Brief Answer: Sebenarnya secara falsafah, proses penyidikan hingga penuntutan memakan waktu yang sangat panjang, dengan periode waktu yang cukup lama terutama proses penyidikan lembaga sekelas Komisi Pemberantasan Korupsi, sehingga sepanjang rentang periode itulah pihak tersangka, tersidik, ataupun tersita memiliki kesempatan untuk mengajukan praperadilan. Sehingga adalah cukup ganjil bila Tersangka baru mengajukan upaya hukum praperadilan ketika Jaksa Penuntut Umum telah benar-benar memajukan berkas dakwaan ke hadapan pengadilan untuk diperiksa.

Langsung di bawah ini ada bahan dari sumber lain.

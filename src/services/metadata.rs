// src/services/metadata.rs

//! Per-route head metadata.
//!
//! Protected route subtrees declare a [`RouteMetadataDescriptor`] once at
//! startup; every request resolves its path against them and renders the
//! matching `<title>`, description and robots meta tags.

use quick_xml::escape::escape;

use crate::models::{MetadataConfig, RobotsDirective, RouteMetadataDescriptor, is_within};

/// Descriptor lookup for the rendering layer.
#[derive(Debug, Clone)]
pub struct MetadataRegistry {
    fallback: RouteMetadataDescriptor,
    protected: Vec<RouteMetadataDescriptor>,
}

impl MetadataRegistry {
    pub fn new(config: &MetadataConfig) -> Self {
        let fallback = RouteMetadataDescriptor {
            route: "/".to_string(),
            title: config.default_title.clone(),
            description: config.default_description.clone(),
            robots: RobotsDirective::indexable(),
        };

        Self {
            fallback,
            protected: config.protected.clone(),
        }
    }

    /// Descriptor declared for exactly this route, if any.
    pub fn descriptor(&self, route: &str) -> Option<&RouteMetadataDescriptor> {
        self.protected.iter().find(|d| d.route == route)
    }

    /// Descriptor that applies to a request path.
    ///
    /// The deepest protected subtree containing `path` wins; anything outside
    /// every subtree gets the indexable site default.
    pub fn resolve(&self, path: &str) -> &RouteMetadataDescriptor {
        let path = path.split(['?', '#']).next().unwrap_or(path);

        self.protected
            .iter()
            .filter(|d| is_within(path, &d.route))
            .max_by_key(|d| d.route.trim_end_matches('/').len())
            .unwrap_or(&self.fallback)
    }

    /// All protected descriptors, in declaration order.
    pub fn protected(&self) -> &[RouteMetadataDescriptor] {
        &self.protected
    }

    /// Resolve and render in one step.
    pub fn render_for(&self, path: &str) -> String {
        render_head(self.resolve(path))
    }
}

/// Render a descriptor as `<head>` tags.
pub fn render_head(descriptor: &RouteMetadataDescriptor) -> String {
    format!(
        "<title>{}</title>\n<meta name=\"description\" content=\"{}\">\n<meta name=\"robots\" content=\"{}\">\n",
        escape(descriptor.title.as_str()),
        escape(descriptor.description.as_str()),
        escape(descriptor.robots.content().as_str()),
    )
}

#[cfg(test)]
mod tests {
    use super::*;
    use scraper::{Html, Selector};

    fn registry() -> MetadataRegistry {
        MetadataRegistry::new(&MetadataConfig::default())
    }

    fn meta_content(head: &str, name: &str) -> Option<String> {
        let fragment = Html::parse_fragment(head);
        let selector = Selector::parse(&format!("meta[name=\"{name}\"]")).unwrap();
        fragment
            .select(&selector)
            .next()
            .and_then(|el| el.value().attr("content"))
            .map(str::to_string)
    }

    #[test]
    fn test_three_protected_descriptors_suppress_everything() {
        let registry = registry();
        assert_eq!(registry.protected().len(), 3);
        for descriptor in registry.protected() {
            assert!(descriptor.robots.is_suppress_all(), "{}", descriptor.route);
        }
    }

    #[test]
    fn test_resolve_subtree() {
        let registry = registry();
        assert_eq!(registry.resolve("/panel/bookings").route, "/panel/bookings");
        assert_eq!(registry.resolve("/panel/bookings/42").route, "/panel/bookings");
        assert_eq!(registry.resolve("/panel/settings?tab=hours").route, "/panel/settings");
    }

    #[test]
    fn test_resolve_outside_subtrees_is_indexable() {
        let registry = registry();
        for path in ["/", "/agenda", "/panel/bookingsx"] {
            let descriptor = registry.resolve(path);
            assert_eq!(descriptor.route, "/");
            assert!(descriptor.robots.index);
            assert!(descriptor.robots.follow);
        }
    }

    #[test]
    fn test_exact_descriptor_lookup() {
        let registry = registry();
        assert!(registry.descriptor("/panel/services").is_some());
        assert!(registry.descriptor("/panel/services/new").is_none());
    }

    #[test]
    fn test_render_head_tags() {
        let head = registry().render_for("/panel/services");
        let fragment = Html::parse_fragment(&head);
        let title = Selector::parse("title").unwrap();
        assert_eq!(
            fragment.select(&title).next().unwrap().inner_html(),
            "Services | Panel"
        );
        assert_eq!(
            meta_content(&head, "robots").as_deref(),
            Some("noindex, nofollow, noarchive, nosnippet, noimageindex, nocache")
        );
        assert_eq!(
            meta_content(&head, "description").as_deref(),
            Some("Manage the services offered for booking.")
        );
    }

    #[test]
    fn test_render_head_escapes_text() {
        let descriptor = RouteMetadataDescriptor {
            route: "/x".to_string(),
            title: "A <b> & \"c\"".to_string(),
            description: "say \"hi\"".to_string(),
            robots: RobotsDirective::indexable(),
        };
        let head = render_head(&descriptor);
        assert!(head.contains("<title>A &lt;b&gt; &amp; &quot;c&quot;</title>"));
        assert_eq!(meta_content(&head, "description").as_deref(), Some("say \"hi\""));
    }
}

Terlebih, saat kini, baik dalam perkara dugaan tindak pidana korupsi (Tipikor) maupun delik pidana umum, pihak Jaksa Penuntut baru dapat memajukan seorang Tersangka menjadi Terdakwa di persidangan, bila minimum telah memiliki 2 (dua) alat bukti yang sah, sehingga proses penyidikan hingga memasuki tahapan kelengkapan berkas pengajuan tuntutan telah memberi beban yang cukup berat bagi pihak penyidik hingga kejaksaan—sehingga secara akal sehat, ketika Tersangka telah resmi menjadi Terdakwa, sudah sewajarnya kesempatan mengajukan praperadilan menjadi tertutup, dan kesempatan bagi Terdakwa untuk membuktikan bersih atau tidak dirinya, tidak lain ialah proses pembuktian dalam perkara pidana tersebut di hadapan Majelis Hakim yang memeriksa bukti-bukti yang diajukan pihak penuntut, bukan praperadilan yang hanya diputus oleh seorang hakim tunggal.

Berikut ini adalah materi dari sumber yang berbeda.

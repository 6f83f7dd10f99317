//! Robots exclusion policy structures.

use std::fmt;

use crate::utils::pattern::PathPattern;

/// One `User-agent` group with its ordered allow and disallow patterns.
///
/// Entries are kept exactly as configured. Overlapping entries such as
/// `/panel` next to `/panel/*` stay in the list because crawlers disagree on
/// wildcard support.
#[derive(Debug, Clone, PartialEq, Eq)]
pub struct CrawlRule {
    pub user_agent: String,
    pub allow: Vec<PathPattern>,
    pub disallow: Vec<PathPattern>,
}

impl CrawlRule {
    /// Decide whether a crawler following this rule may fetch `path`.
    ///
    /// The longest matching pattern wins and `Allow` wins ties, so `Allow: /`
    /// never overrides `Disallow: /panel/`. A path no pattern matches is allowed.
    pub fn is_allowed(&self, path: &str) -> bool {
        let best = |patterns: &[PathPattern]| {
            patterns
                .iter()
                .filter(|p| p.is_match(path))
                .map(PathPattern::specificity)
                .max()
        };

        match (best(self.allow.as_slice()), best(self.disallow.as_slice())) {
            (_, None) => true,
            (None, Some(_)) => false,
            (Some(allow), Some(disallow)) => allow >= disallow,
        }
    }

    /// Whether any disallow pattern, literal or wildcard, covers `path`.
    pub fn disallows(&self, path: &str) -> bool {
        self.disallow.iter().any(|p| p.is_match(path))
    }
}

/// The site-wide crawl policy: a single rule group plus the sitemap pointer.
#[derive(Debug, Clone, PartialEq, Eq)]
pub struct RobotsPolicy {
    pub rule: CrawlRule,

    /// Absolute sitemap URL
    pub sitemap: String,
}

impl RobotsPolicy {
    pub fn is_allowed(&self, path: &str) -> bool {
        self.rule.is_allowed(path)
    }

    pub fn disallows(&self, path: &str) -> bool {
        self.rule.disallows(path)
    }

    /// Render the policy in robots exclusion format.
    pub fn to_text(&self) -> String {
        self.to_string()
    }
}

impl fmt::Display for RobotsPolicy {
    fn fmt(&self, f: &mut fmt::Formatter<'_>) -> fmt::Result {
        writeln!(f, "User-agent: {}", self.rule.user_agent)?;
        for pattern in &self.rule.allow {
            writeln!(f, "Allow: {}", pattern.as_str())?;
        }
        for pattern in &self.rule.disallow {
            writeln!(f, "Disallow: {}", pattern.as_str())?;
        }
        writeln!(f)?;
        writeln!(f, "Sitemap: {}", self.sitemap)
    }
}

#[cfg(test)]
mod tests {
    use super::*;

    fn patterns(sources: &[&str]) -> Vec<PathPattern> {
        sources
            .iter()
            .map(|s| PathPattern::new(s).unwrap())
            .collect()
    }

    fn sample_policy() -> RobotsPolicy {
        RobotsPolicy {
            rule: CrawlRule {
                user_agent: "*".to_string(),
                allow: patterns(&["/", "/panel/help"]),
                disallow: patterns(&["/panel/", "/panel/*", "/login"]),
            },
            sitemap: "https://example.test/sitemap.xml".to_string(),
        }
    }

    #[test]
    fn test_specific_disallow_beats_root_allow() {
        let policy = sample_policy();
        assert!(policy.is_allowed("/"));
        assert!(policy.is_allowed("/agenda"));
        assert!(!policy.is_allowed("/panel/bookings"));
        assert!(!policy.is_allowed("/login"));
    }

    #[test]
    fn test_more_specific_allow_reopens_subpath() {
        let policy = sample_policy();
        assert!(policy.is_allowed("/panel/help"));
        assert!(policy.disallows("/panel/help"));
    }

    #[test]
    fn test_empty_rule_allows_everything() {
        let rule = CrawlRule {
            user_agent: "*".to_string(),
            allow: vec![],
            disallow: vec![],
        };
        assert!(rule.is_allowed("/panel"));
    }

    #[test]
    fn test_render_line_order() {
        let text = sample_policy().to_text();
        let lines: Vec<&str> = text.lines().collect();
        assert_eq!(
            lines,
            vec![
                "User-agent: *",
                "Allow: /",
                "Allow: /panel/help",
                "Disallow: /panel/",
                "Disallow: /panel/*",
                "Disallow: /login",
                "",
                "Sitemap: https://example.test/sitemap.xml",
            ]
        );
        assert!(text.ends_with('\n'));
    }
}
use criterion::{BenchmarkId, Criterion, black_box, criterion_group, criterion_main};
use geogrid::{Direction, GeohashGroup, adjacent, decode, encode, neighbors};

fn benchmark_codec(c: &mut Criterion) {
    let mut group = c.benchmark_group("codec");

    for precision in [5usize, 7, 12] {
        group.bench_with_input(
            BenchmarkId::new("encode", precision),
            &precision,
            |b, &precision| {
                b.iter(|| encode(black_box(30.0), black_box(120.0), precision).unwrap())
            },
        );
    }

    let hash = encode(30.0, 120.0, 12).unwrap();
    group.bench_function("decode_12", |b| b.iter(|| decode(black_box(&hash)).unwrap()));

    let hash = encode(30.0, 120.0, 7).unwrap();
    group.bench_function("adjacent_top_7", |b| {
        b.iter(|| adjacent(black_box(&hash), Direction::Top).unwrap())
    });
    group.bench_function("neighbors_7", |b| b.iter(|| neighbors(black_box(&hash)).unwrap()));

    group.finish();
}

fn benchmark_group_updates(c: &mut Criterion) {
    let mut bench_group = c.benchmark_group("geohash_group");

    // Stationary point: every update after the first is a no-op
    bench_group.bench_function("update_same_cell", |b| {
        let mut group = GeohashGroup::new();
        group.update_location(30.0, 120.0).unwrap();
        b.iter(|| group.update_location(black_box(30.0), black_box(120.0)).unwrap())
    });

    // Alternate between two distant points so every update rebuilds the grid
    bench_group.bench_function("update_cell_change", |b| {
        let mut group = GeohashGroup::new();
        group.on_change(|_, _, _| {});
        let mut flip = false;
        b.iter(|| {
            flip = !flip;
            let lat = if flip { 30.0 } else { -30.0 };
            group.update_location(black_box(lat), black_box(120.0)).unwrap()
        })
    });

    bench_group.finish();
}

criterion_group!(benches, benchmark_codec, benchmark_group_updates);
criterion_main!(benches);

Lagipula, Majelis Hakim dalam perkara non praperadilan tetap berwenang memeriksa keabsahan prosedur penyidikan/penyitaan maupun pokok tuduhan Jaksa bila Terdakwa mengajukan eksepsi dalam nota pembelaan, sehingga dualitas proses ‘peradilan umum’ dengan ‘praperadilan’ menjadi tidak lagi terdapat relevansi urgensinya.

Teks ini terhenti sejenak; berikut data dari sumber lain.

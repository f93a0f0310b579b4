use geo::Point;
use serde::{Deserialize, Serialize};

/// A geographic coordinate expressed as latitude and longitude in degrees.
///
/// Internally this is a `geo::Point` with `x` = longitude and `y` = latitude,
/// so it interoperates with the rest of the `geo` ecosystem. The constructor
/// takes latitude first, matching how geohash APIs are usually called.
///
/// # Examples
///
/// ```
/// use geogrid_types::point::Coordinate;
///
/// let nyc = Coordinate::new(40.7128, -74.0060);
/// assert_eq!(nyc.lat(), 40.7128);
/// assert_eq!(nyc.lng(), -74.0060);
/// assert_eq!(nyc.to_point().x(), -74.0060);
/// ```
#[derive(Debug, Clone, Copy, PartialEq, Serialize, Deserialize)]
pub struct Coordinate {
    /// The underlying point (x = longitude, y = latitude)
    pub point: Point<f64>,
}

impl Coordinate {
    /// Create a coordinate from latitude and longitude in degrees.
    pub fn new(lat: f64, lng: f64) -> Self {
        Self {
            point: Point::new(lng, lat),
        }
    }

    /// Latitude in degrees.
    pub fn lat(&self) -> f64 {
        self.point.y()
    }

    /// Longitude in degrees.
    pub fn lng(&self) -> f64 {
        self.point.x()
    }

    /// Get the underlying `geo::Point`.
    pub fn to_point(&self) -> Point<f64> {
        self.point
    }

    /// True when both components are finite and inside the geographic domain.
    pub fn is_valid(&self) -> bool {
        self.lat().is_finite()
            && self.lng().is_finite()
            && (-90.0..=90.0).contains(&self.lat())
            && (-180.0..=180.0).contains(&self.lng())
    }
}

impl From<Point<f64>> for Coordinate {
    fn from(point: Point<f64>) -> Self {
        Self { point }
    }
}

impl From<Coordinate> for Point<f64> {
    fn from(coordinate: Coordinate) -> Self {
        coordinate.point
    }
}

impl From<(f64, f64)> for Coordinate {
    /// Interprets the tuple as `(lat, lng)`.
    fn from((lat, lng): (f64, f64)) -> Self {
        Self::new(lat, lng)
    }
}

#[cfg(test)]
mod tests {
    use super::*;

    #[test]
    fn test_axis_mapping() {
        let c = Coordinate::new(30.0, 120.0);
        assert_eq!(c.point.x(), 120.0);
        assert_eq!(c.point.y(), 30.0);

        let from_point = Coordinate::from(Point::new(120.0, 30.0));
        assert_eq!(from_point, c);

        let from_tuple: Coordinate = (30.0, 120.0).into();
        assert_eq!(from_tuple, c);
    }

    #[test]
    fn test_validity() {
        assert!(Coordinate::new(90.0, 180.0).is_valid());
        assert!(Coordinate::new(-90.0, -180.0).is_valid());
        assert!(!Coordinate::new(90.1, 0.0).is_valid());
        assert!(!Coordinate::new(0.0, -180.5).is_valid());
        assert!(!Coordinate::new(f64::NAN, 0.0).is_valid());
    }

    #[test]
    fn test_serde_roundtrip() {
        let c = Coordinate::new(35.6895, 139.6917);
        let json = serde_json::to_string(&c).unwrap();
        let back: Coordinate = serde_json::from_str(&json).unwrap();
        assert_eq!(back, c);
    }
}
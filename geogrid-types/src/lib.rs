//! # geogrid-types
//!
//! Value types shared by the geogrid geohash codec and grid groups.
//!
//! - **Point types**: `Coordinate`
//! - **Bounding box types**: `GeohashBounds`
//! - **Direction types**: `Direction`, `GridPosition`
//!
//! All types are serializable with Serde and built on top of the `geo` crate's
//! geometric primitives.
//!
//! ## Examples
//!
//! ```rust
//! use geogrid_types::bbox::GeohashBounds;
//! use geogrid_types::point::Coordinate;
//!
//! let hangzhou = Coordinate::new(30.0, 120.0);
//! let cell = GeohashBounds::new(29.9, 119.9, 30.1, 120.1);
//! assert!(cell.contains(&hangzhou));
//! ```

pub mod bbox;
pub mod direction;
pub mod point;

pub use bbox::GeohashBounds;
pub use direction::{Direction, GridPosition};
pub use point::Coordinate;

Secara falsafah, praperadilan atas protes warga negara terhadap prosedur proses penyelidikan dan penyidikan, dimana selama periode proses itulah prosedur hukum diberlakukan atau tidaknya menjadi ‘konsen’ utama praperadilan. Bila selama tahapan proses penyelidikan dan penyidikan tiada terdapat gugatan praperadilan oleh yang terduga pelaku delik, maka menjadi patut dipertanyakan: apakah motif utama Terdakwa mengajukan praperadilan bila bukan untuk ‘menjegal’ berkas yang telah dimajukan ke pengadilan?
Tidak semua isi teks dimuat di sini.